OOS 39-8
Hitting moving restoration targets: Using plant traits and geographic origin to predict population-level climate (CO2 and temperature) responses

Wednesday, August 12, 2015: 10:30 AM
316, Baltimore Convention Center
Anita Kennedy, Colorado State University
Dana Blumenthal, USDA-ARS, Rangeland Resources Research Unit, Cheyenne, WY
Troy Ocheltree, Forest and Rangeland Stewardship, Colorado State University, Fort Collins, CO
Kevin E. Mueller, Rangeland Resources Research Unit, USDA-ARS, Fort Collins, CO
Adrienne Pilmanis, BLM, Salt Lake City, UT
Ruth A. Hufbauer, Colorado State University

Restoration ecologists are tasked with planning for revegetation efforts under uncertain climatic conditions presented by global changes in temperature, atmospheric CO2 and precipitation that can greatly alter plant community structure and function. In this study we evaluated inter- and intra-specific (accession-level) variation in climate responses of seven semi-arid steppe species. We hypothesized that growth responses to warming and elevated CO2 (which can increase soil moisture) would be predictable from temperature and precipitation of origin or climate-relevant traits. To test these hypotheses, we grew 8-10 accessions of each species, collected across a range of precipitation and temperature regimes, in growth chambers under ambient or elevated CO2and/or temperature. 

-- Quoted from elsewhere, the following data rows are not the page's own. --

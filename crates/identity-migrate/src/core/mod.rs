//! Core types shared by the identity migration.
//!
//! - [`schema`]: Origin table and column metadata, and the read-only catalog
//! - [`identifier`]: Identifier quoting and sequence name synthesis

pub mod identifier;
pub mod schema;

pub use identifier::{qualify_pg, quote_literal, quote_pg, sequence_name, SequenceName};
pub use schema::{Column, SchemaCatalog, Table};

Preliminary results indicate that above-ground biomass of most species responded positively to elevated CO2, warming, or both. Substantial variation in warming and CO2 responses among accessions, however, was not consistently related to climate of origin. A positive relationship between temperature of origin and temperature response was observed for only one species, the warm-season grass Bouteloua gracilis (R2=0.17). Positive relationships between precipitation of origin and CO2 responses were observed for only two species, Elymus elymoides (R2=0.31) and Heterotheca villosa (R2=0.37). Based on these results climate of origin may be insufficient to determine the likelihood of that population succeeding under future climates. The variability in additional fitness related traits such as growth potential, leaf and root traits across accessions will be discussed and related to implications for restoration ecology.